What the task asks -> Look at the entries below and restate word for word the lines from the first through the one that has "use crate::args::Args;".

##### Records for the task #####

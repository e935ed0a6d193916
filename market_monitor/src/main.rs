//! Market Monitor — a terminal consumer of the simulated market engine.
//!
//! It builds an engine from a universe file (or the built-in universe), installs the
//! requested alert rules, subscribes through a bounded channel and prints every tick
//! until Ctrl+C or the `--ticks` limit.
//!
//! Usage example (CLI):
//! ```bash
//! market_monitor --universe ./universe.txt --min-delay-ms 500 --max-delay-ms 1500 \
//!     --alert AAPL:200: --alert TSLA::220 --movement-pct 5 --top 3
//! ```
//!
//! Log verbosity follows `RUST_LOG` (defaults to `info`).
#![warn(missing_docs)]
mod args;
mod report;

use std::fs::File;
use std::io::{self, BufReader};
use std::path::{Path, PathBuf};
use std::time::Duration;

use clap::Parser;
use crossbeam_channel::{bounded, select};
use log::{error, info, warn};
use market_common::tickers::TickerParser;
use market_common::{FeedError, Result, TickerSpec};
use market_engine::{Engine, EngineConfig, RngSource};

use crate::args::Args;
use crate::report::{TickReport, write_json, write_text};

/// Updates buffered between the feed thread and the printer.
const UPDATE_QUEUE: usize = 64;

fn main() -> Result<(), FeedError> {
    init_logger();
    let args = Args::parse();

    let universe = load_universe(args.universe.as_deref())?;
    let mut config = EngineConfig::new(
        Duration::from_millis(args.min_delay_ms),
        Duration::from_millis(args.max_delay_ms),
    );
    if let Some(pct) = args.movement_pct {
        config = config.with_movement_alerts(pct);
    }

    let engine = match args.seed {
        Some(seed) => {
            info!("Deterministic run with seed {}", seed);
            Engine::with_config(&universe, config, RngSource::seeded(seed))?
        }
        None => Engine::with_config(&universe, config, RngSource::from_entropy())?,
    };

    for alert in &args.alerts {
        engine.set_alert_rule(&alert.symbol, alert.above, alert.below)?;
    }

    let (stop_tx, stop_rx) = bounded::<()>(1);
    ctrlc::set_handler(move || {
        let _ = stop_tx.try_send(());
    })
    .map_err(|e| FeedError::Io(io::Error::other(e.to_string())))?;

    let (updates, subscription) = engine.subscribe_channel(UPDATE_QUEUE);
    engine.start()?;
    println!("Market monitor running. Press Ctrl+C to exit.");

    let stdout = io::stdout();
    let mut seen = 0u64;
    loop {
        select! {
            recv(stop_rx) -> _ => {
                info!("Interrupted, shutting down");
                break;
            },
            recv(updates) -> msg => match msg {
                Ok(update) => {
                    let report = TickReport::new(&update, args.top);
                    let mut out = stdout.lock();
                    if args.json {
                        write_json(&mut out, &report)?;
                    } else {
                        write_text(&mut out, &report)?;
                    }
                    seen += 1;
                    if args.ticks.is_some_and(|limit| seen >= limit) {
                        info!("Reached {} ticks", seen);
                        break;
                    }
                },
                Err(e) => {
                    error!("Update channel closed: {}", e);
                    break;
                },
            }
        }
    }

    subscription.unsubscribe();
    engine.shutdown();
    Ok(())
}

fn load_universe(raw: Option<&str>) -> Result<Vec<TickerSpec>> {
    let Some(raw) = raw else {
        return Ok(TickerSpec::default_universe());
    };

    let path = normalize_path(raw);
    if !is_file_exist(&path) {
        warn!("Universe file {} not found", path.display());
        return Err(FeedError::Io(io::Error::new(
            io::ErrorKind::NotFound,
            format!("universe file {} not found", path.display()),
        )));
    }

    let file = File::open(&path)?;
    let specs = TickerSpec::parse_from_file(BufReader::new(file))?;
    info!("Loaded {} tickers from {}", specs.len(), path.display());
    Ok(specs)
}

/// Turns the `--universe` argument into a path, dropping surrounding whitespace and
/// one pair of double quotes.
fn normalize_path(raw: &str) -> PathBuf {
    let trimmed = raw.trim();
    let no_quotes = trimmed
        .strip_prefix('"')
        .and_then(|s| s.strip_suffix('"'))
        .unwrap_or(trimmed);
    PathBuf::from(no_quotes)
}

/// `true` when `path` names an existing regular file.
fn is_file_exist(path: &Path) -> bool {
    path.exists() && path.is_file()
}

fn init_logger() {
    env_logger::Builder::from_env(env_logger::Env::default().default_filter_or("info")).init();
}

#####

Exercise result ->
repository e935ed0a6d193916
filename market_monitor/src/main.rs
//! Market Monitor — a terminal consumer of the simulated market engine.
//!
//! It builds an engine from a universe file (or the built-in universe), installs the
//! requested alert rules, subscribes through a bounded channel and prints every tick
//! until Ctrl+C or the `--ticks` limit.
//!
//! Usage example (CLI):
//! ```bash
//! market_monitor --universe ./universe.txt --min-delay-ms 500 --max-delay-ms 1500 \
//!     --alert AAPL:200: --alert TSLA::220 --movement-pct 5 --top 3
//! ```
//!
//! Log verbosity follows `RUST_LOG` (defaults to `info`).
#![warn(missing_docs)]
mod args;
mod report;

use std::fs::File;
use std::io::{self, BufReader};
use std::path::{Path, PathBuf};
use std::time::Duration;

use clap::Parser;
use crossbeam_channel::{bounded, select};
use log::{error, info, warn};
use market_common::tickers::TickerParser;
use market_common::{FeedError, Result, TickerSpec};
use market_engine::{Engine, EngineConfig, RngSource};

use crate::args::Args;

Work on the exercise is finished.